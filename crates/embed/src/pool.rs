use semsearch_common::SemsearchError;
use std::sync::Arc;
use tokio::sync::Semaphore;
use tokio_util::sync::CancellationToken;
use tracing::{debug, warn};

use crate::embedder::{EmbedError, Embedder};
use crate::retry::RetryPolicy;

/// Successful embedding together with the attempts it took
#[derive(Debug, Clone)]
pub struct Embedded {
    pub vector: Vec<f32>,
    pub attempts: u32,
}

/// Why `EmbedPool::embed` gave up
#[derive(Debug, Clone, PartialEq, thiserror::Error)]
pub enum PoolError {
    /// Non-transient failure, or transient failures until the attempt budget ran out
    #[error("{last} (after {attempts} attempt(s))")]
    Failed { attempts: u32, last: EmbedError },

    /// Cancellation token fired before a vector was produced
    #[error("embedding cancelled")]
    Cancelled,
}

impl PoolError {
    /// Attempts spent before giving up
    pub fn attempts(&self) -> u32 {
        match self {
            Self::Failed { attempts, .. } => *attempts,
            Self::Cancelled => 0,
        }
    }

    /// Convert into the engine error taxonomy, tagging the record id if any
    pub fn into_error(self, id: Option<String>) -> SemsearchError {
        match self {
            Self::Failed { attempts, last } => {
                SemsearchError::embedding_unavailable(id, attempts, last.to_string())
            }
            Self::Cancelled => SemsearchError::Cancelled,
        }
    }
}

/// Bounded-concurrency, retrying front for an `Embedder`
///
/// A permit is held only for the duration of a single backend call, so
/// backoff sleeps never occupy a slot.
#[derive(Clone)]
pub struct EmbedPool {
    embedder: Arc<dyn Embedder>,
    permits: Arc<Semaphore>,
    policy: RetryPolicy,
}

impl EmbedPool {
    pub fn new(embedder: Arc<dyn Embedder>, max_concurrency: usize, policy: RetryPolicy) -> Self {
        Self {
            embedder,
            permits: Arc::new(Semaphore::new(max_concurrency.max(1))),
            policy,
        }
    }

    /// Model tag of the wrapped embedder
    pub fn model(&self) -> &str {
        self.embedder.model()
    }

    pub fn policy(&self) -> RetryPolicy {
        self.policy
    }

    /// Embed `text`, retrying transient failures with exponential backoff
    pub async fn embed(
        &self,
        text: &str,
        cancel: &CancellationToken,
    ) -> Result<Embedded, PoolError> {
        let max_attempts = self.policy.max_attempts.max(1);
        let mut attempt = 0;

        loop {
            attempt += 1;
            if cancel.is_cancelled() {
                return Err(PoolError::Cancelled);
            }

            let result = {
                let _permit = tokio::select! {
                    biased;
                    _ = cancel.cancelled() => return Err(PoolError::Cancelled),
                    permit = self.permits.acquire() => permit.map_err(|_| PoolError::Failed {
                        attempts: attempt,
                        last: EmbedError::Unavailable("embedding pool closed".to_string()),
                    })?,
                };

                tokio::select! {
                    biased;
                    _ = cancel.cancelled() => return Err(PoolError::Cancelled),
                    result = self.embedder.embed(text) => result,
                }
            };

            let err = match result {
                Ok(vector) => {
                    debug!("Embedding ready - Dimension: {}, Attempts: {}", vector.len(), attempt);
                    return Ok(Embedded {
                        vector,
                        attempts: attempt,
                    });
                }
                Err(err) => err,
            };

            if !err.is_transient() || attempt >= max_attempts {
                return Err(PoolError::Failed {
                    attempts: attempt,
                    last: err,
                });
            }

            let delay = self.policy.delay_after(attempt, &err);
            warn!(
                "Embedding request failed (attempt {}/{}): {}. Retrying in {:?}...",
                attempt, max_attempts, err, delay
            );

            tokio::select! {
                biased;
                _ = cancel.cancelled() => return Err(PoolError::Cancelled),
                _ = tokio::time::sleep(delay) => {}
            }
        }
    }
}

────────

## Required work
Repeat word for word each line from the one with "request failed (attempt" to the end of the records above, inclusive.

## Final answer
                "Embedding request failed (attempt {}/{}): {}. Retrying in {:?}...",
                attempt, max_attempts, err, delay
            );

            tokio::select! {
                biased;
                _ = cancel.cancelled() => return Err(PoolError::Cancelled),
                _ = tokio::time::sleep(delay) => {}
            }
        }
    }
}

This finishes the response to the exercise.